Microsoft uncovered sophisticated phishing attacks targeting thousands of accounts belonging to government personnel and human rights organizations last week, attributing the malicious activity to Nobelium. The hacking group has been previously linked to the Russian foreign intelligence agency SVR and the recent SolarWind attacks.
Now, Microsoft has proposed what needs to be done in order to prevent cyberattacks of this magnitude in the future.
A blog post penned by Microsoft Corporate Vice President, Customer Security and Trust Tom Burt states that the company has been monitoring the situation closely and antivirus software coupled with solutions like Microsoft Defender for Office 365 are detecting and protecting against malware. This is why a large number of organizations have not been compromised despite being targeted.

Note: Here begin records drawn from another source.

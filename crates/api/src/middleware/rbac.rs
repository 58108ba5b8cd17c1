//! Role-gate extractors.
//!
//! Each wraps [`CurrentUser`] and rejects requests whose role is outside
//! the allow-list. Use these in handlers to enforce authorization at the
//! type level.

use axum::extract::FromRequestParts;
use axum::http::request::Parts;
use parc_core::error::CoreError;
use parc_core::roles::Role;

use super::auth::CurrentUser;
use crate::error::AppError;
use crate::state::AppState;

/// Requires any authenticated, active user.
///
/// Functionally equivalent to [`CurrentUser`] but named explicitly so
/// route handlers read as "this endpoint requires authentication".
pub struct RequireAuth(pub CurrentUser);

impl FromRequestParts<AppState> for RequireAuth {
    type Rejection = AppError;

    async fn from_request_parts(
        parts: &mut Parts,
        state: &AppState,
    ) -> Result<Self, Self::Rejection> {
        let user = CurrentUser::from_request_parts(parts, state).await?;
        Ok(RequireAuth(user))
    }
}

/// Requires a staff role (admin, engineering, or maintenance).
/// Rejects with 403 Forbidden otherwise.
pub struct RequireStaff(pub CurrentUser);

impl FromRequestParts<AppState> for RequireStaff {
    type Rejection = AppError;

    async fn from_request_parts(
        parts: &mut Parts,
        state: &AppState,
    ) -> Result<Self, Self::Rejection> {
        let user = CurrentUser::from_request_parts(parts, state).await?;
        if !user.role.is_staff() {
            return Err(AppError::Core(CoreError::forbidden(
                "Staff role required",
            )));
        }
        Ok(RequireStaff(user))
    }
}

/// Requires the `admin` role. Rejects with 403 Forbidden otherwise.
pub struct RequireAdmin(pub CurrentUser);

impl FromRequestParts<AppState> for RequireAdmin {
    type Rejection = AppError;

    async fn from_request_parts(
        parts: &mut Parts,
        state: &AppState,
    ) -> Result<Self, Self::Rejection> {
        let user = CurrentUser::from_request_parts(parts, state).await?;
        if user.role != Role::Admin {
            return Err(AppError::Core(CoreError::forbidden(
                "Admin role required",
            )));
        }
        Ok(RequireAdmin(user))
    }
}
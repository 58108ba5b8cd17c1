//! Request extractors with project error shaping.

use axum::extract::rejection::JsonRejection;
use axum::extract::{FromRequest, Request};

use crate::error::AppError;

/// JSON body extractor whose rejection uses the standard error envelope.
///
/// Axum's own `Json` rejection produces plain-text 400/422 responses;
/// wrapping it keeps malformed bodies inside the `{error, code}` contract
/// with a 400 status.
pub struct AppJson<T>(pub T);

impl<S, T> FromRequest<S> for AppJson<T>
where
    axum::Json<T>: FromRequest<S, Rejection = JsonRejection>,
    S: Send + Sync,
{
    type Rejection = AppError;

    async fn from_request(req: Request, state: &S) -> Result<Self, Self::Rejection> {
        match axum::Json::<T>::from_request(req, state).await {
            Ok(axum::Json(value)) => Ok(AppJson(value)),
            Err(rejection) => Err(AppError::BadRequest(rejection.body_text())),
        }
    }
}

An important point that Burt raised is the need to differentiate between "espionage as usual activities" like the Nobelium attack from last week versus crippling cyberattacks like SolarWinds and Colonial Pipelines. As such, there also needs to be clearer distinction between how to respond to such activities. The executive went on to say that:
[...] We must work to deter damaging attacks. Again, this Administration has already taken important steps. It attributed SolarWinds to the Russian SVR intelligence agency more rapidly than the U.S. has ever previously publicly attributed a cyberattack to a foreign nation. It also imposed sanctions for that and other actions – a step essential to deterrence. Yes, more will need to be done. Clearer rules for nation-state conduct need to be defined and agreed to by the international community, and clear and expected sanctions should be communicated for violation of those rules. For example, what exactly is the “espionage as usual” that should be tolerated, and when is this line crossed? Progress is being made through the Paris Call for Trust and Security in Cyberspace, established in 2018, which we hope the U.S. will now join. Recent United Nations processes are also resulting in consensus reports that will further the international effort to define these rules, and the Oxford Process has convened the world’s leading international law experts to define how international law applies to cyberspace. These are all encouraging steps.
Lastly, the Redmond tech giant emphasized the importance of transitioning to the cloud where providers are working actively to follow the latest cybersecurity standards and managed tooling. It also encouraged that everyone should enable two-factor authentication when using digital services, as the bare minimum. Burt praised the U.S. government's Cybersecurity Executive Order which highlights the need for public and private sectors to collaborate and strengthen the cybersecurity infrastructure of not only government tooling, but also the ecosystem in general. The executive called the U.S. government's recent commitment to cybersecurity "unprecedented" and indicated that the collaboration should continue.